WASHINGTON – Some congressional Democrats are insisting that the White House provide more information about what led to the decision to go to war in Iraq, citing a British document known as the "Downing Street memo (search)" as evidence intelligence was distorted.
Rep. John Conyers (search) and other Democrats on the House Judiciary Committee conducted a public forum Thursday prompted by documents that have surfaced from inside the British government about prewar planning.
Former Ambassador Joseph Wilson (search), who advised the Bush administration in 2002 that Saddam Hussein had not tried to buy a certain kind of uranium from Africa, said Conyers' hearing was important.
"We are having this discussion today because we failed to have it three years ago when we went to war," Wilson said.
"It used to be said that democracies were difficult to mobilize for war precisely because of the debate required," and the lack of debate in this case allowed the war to happen, he said.
Wilson wrote a 2003 newspaper opinion piece criticizing the Bush administration's claim that Iraq had sought uranium in Niger. After the piece appeared someone in the Bush administration leaked the identity of Wilson's wife as a CIA operative, exposing her cover.
Wilson has said he believes the leak was retaliation for his critical comments. The Justice Department is investigating and two reporters are being threatened with jail time for refusing to divulge their sources on the issue.
The Downing Street memo says the Bush administration believed that war was inevitable and was determined to use intelligence about weapons of mass destruction to justify the ouster of Saddam.
The "intelligence and facts were being fixed around the policy," says the memo, recounting a July 23, 2002, meeting of Prime Minister Tony Blair and his national security team. The meeting took place just after British officials returned from Washington.
U.S. officials and Blair deny the assertion about intelligence and facts being "fixed," a comment that the memo attributes to the chief of British intelligence at the time. The meeting took place eight months before the invasion of Iraq.
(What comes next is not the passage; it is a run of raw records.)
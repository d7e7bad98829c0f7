//! Date parsing and display helpers shared by the models.

use chrono::{DateTime, NaiveDate, NaiveDateTime};

/// Medium human-readable date, e.g. "Jan 15, 2024". Empty when absent.
pub fn date_med(date: Option<NaiveDate>) -> String {
    date.map(|d| d.format("%b %-d, %Y").to_string())
        .unwrap_or_default()
}

/// `yyyy-MM-dd`, the format `<input type="date">` expects. Empty when absent.
pub fn date_html(date: Option<NaiveDate>) -> String {
    date.map(|d| d.format("%Y-%m-%d").to_string())
        .unwrap_or_default()
}

/// Parse an ISO-8601 date or date-time, keeping only the calendar date.
///
/// Accepts `2024-01-15`, `2024-01-15T10:30`, `2024-01-15T10:30:00` and
/// RFC 3339 timestamps with an offset. Surrounding whitespace is rejected.
pub fn parse_iso_date(s: &str) -> Option<NaiveDate> {
    if s.trim() != s {
        return None;
    }
    if let Ok(d) = NaiveDate::parse_from_str(s, "%Y-%m-%d") {
        return Some(d);
    }
    if let Ok(dt) = DateTime::parse_from_rfc3339(s) {
        return Some(dt.date_naive());
    }
    ["%Y-%m-%dT%H:%M:%S%.f", "%Y-%m-%dT%H:%M"]
        .iter()
        .find_map(|fmt| NaiveDateTime::parse_from_str(s, fmt).ok())
        .map(|dt| dt.date())
}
Conyers pointed to statements by Bush in the run-up to invasion that war would be a last resort. "The veracity of those statements has — to put it mildly — come into question," he said.
The London Sunday Times disclosed the contents of the memo May 1.
Bush should respond to questions raised by the Downing Street memo, says a letter signed by Conyers and over 90 other members of Congress, as well as a half-million Americans.
White House press secretary Scott McClellan dismissed the memo on Thursday and indicated that no one in the White House plans to respond to the letter.
"This is simply rehashing old debates that have already been discussed," he said.
The Sunday Times also reported on an eight-page briefing paper prepared for Blair which concluded that the U.S. military had given "little thought" to the aftermath of a war in Iraq.
The briefing paper of July 21, 2002, said a postwar occupation of Iraq could lead to a protracted and costly nation-building exercise and that "as already made clear, the U.S. military plans are virtually silent on this point. Washington could look to us to share a disproportionate share of the burden."